Altri vip in ordine sparso: il regista britannico Guy Ritchie, gli attori Andy Garcia e Jackie Chan, le modelle brasiliane Alessandra Ambrosio e Sara Sampao, il prezzemolino Michele Morrone, Afef e tanta bella gente. Il mega galattico Hotel Ritz Carlton di Jeddah, frequentato anche dai reali, è il quartier generale dell’evento e nelle ultime ore è in fermento con operai che sfrecciano, pr che rincorrono i propri divi e camerieri che offrono datteri e caffè saudita. Quest’anno il codice d’abbigliamento tipico saudita per le donne (no braccia e gambe scoperte) per la prima volta è saltato: al red carpet si sono viste parecchie scollature e tra gli addetti ai lavori tante signore erano in maglietta.

Il film d’apertura è britannico, multiculturale, la commedia What’s love got to do with it (da un celebre pezzo di Tina Turner) dove il protagonista è un pachistano che decide di accettare il matrimonio combinato imposto dalla famiglia, e l’amica Lily James (già vista in Donwton Abbey) racconta tutto in un documentario. In tutto sono 131 i film in rassegna tra corti e lungometraggi, provenienti da 61 paesi in 41 lingue, opere di registi consolidati e emergenti.

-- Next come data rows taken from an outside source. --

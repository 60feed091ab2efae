//! Host page for the widget. The regions are filled from the current view;
//! `/static/widget.js` forwards DOM events and mirrors later view changes.

use crate::view::HtmlView;

pub fn render_page(view: &HtmlView) -> String {
    let wrapper_class = if view.input_focused {
        "search-wrapper focused"
    } else {
        "search-wrapper"
    };
    let welcome_class = if view.welcome_visible {
        "welcome-section"
    } else {
        "welcome-section hidden"
    };
    let spinner_style = if view.spinner_visible {
        "display: block;"
    } else {
        "display: none;"
    };

    format!(
        r#"<!DOCTYPE html>
<html lang="en">
<head>
<meta charset="utf-8">
<meta name="viewport" content="width=device-width, initial-scale=1">
<title>Wikipedia Search</title>
</head>
<body>
<main class="container">
<div class="{wrapper_class}" id="searchWrapper">
<span class="search-icon" id="searchIcon"></span>
<input type="search" id="searchInput" placeholder="Search Wikipedia (Ctrl+K)" autocomplete="off">
<div class="loading-spinner" id="loadingSpinner" style="{spinner_style}"></div>
</div>
<section class="{welcome_class}" id="welcomeSection">
<h2>Search Wikipedia</h2>
<p>Type a query and press Enter.</p>
</section>
<div class="search-results" id="searchResults">{results}</div>
</main>
<script src="/static/widget.js"></script>
</body>
</html>
"#,
        results = view.results_html,
    )
}

#[cfg(test)]
mod tests {
    use super::*;
    use crate::view::View;

    #[test]
    fn welcome_is_hidden_once_a_search_starts() {
        let mut view = HtmlView::default();
        assert!(render_page(&view).contains(r#"class="welcome-section" "#));

        view.set_welcome_visible(false);
        view.set_spinner_visible(true);
        let page = render_page(&view);
        assert!(page.contains(r#"class="welcome-section hidden""#));
        assert!(page.contains(r#"style="display: block;""#));
    }
}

Il programma è comprensibilmente concentrato su opere saudite, mediorientali in generale e africane, ma ci sono titoli anche europei (sopra) e internazionali. Come l’Arabia Saudita si sta aprendo alla modernità, vedi i diritti delle donne che oggi guidano e non sono vincolate dal maschio di famiglia, così il cinema locale cerca contaminazioni in tutto il mondo.

Nella competizione guidata da Oliver Stone ci sono 16 nuovi titoli di origine araba tra cui il candidato saudita all’Oscar, la commedia Raven Song. In gara anche il regista libanese Wissam Charaf, che racconta una love story tra due rifugiati che vivono a Beirut in Dirty Difficult Dangerous, poi il regista iracheno Ahmed Yassin Al Daradji con lo sperimentale Hanging Gardens, che segue un giovane addetto all’immondizia che trova una sexy bambola americana e l’indiano The Last Film Show Pan Nalin.

E poi spiccano Ruben Östlund (Palma d’Oro) nella satira sui super ricchi Triangle of Sadness e Martin McDonagh con la tragicommedia The Banshees of Inisherin.

Insomma il Red Sea è un evento che si pone come ponte culturale tra le produzioni cinematografiche del Middle East e quelle occidentali. Patron è sempre il giramondo Mohammed Al Turki, celebrato anche da una cover di Vanity Fair Italia: “Tutte le arti sono potenti ma il cinema le batte tutte: unisce le culture e avvicina i popoli”. E potrebbe anche essere un ottimo affare.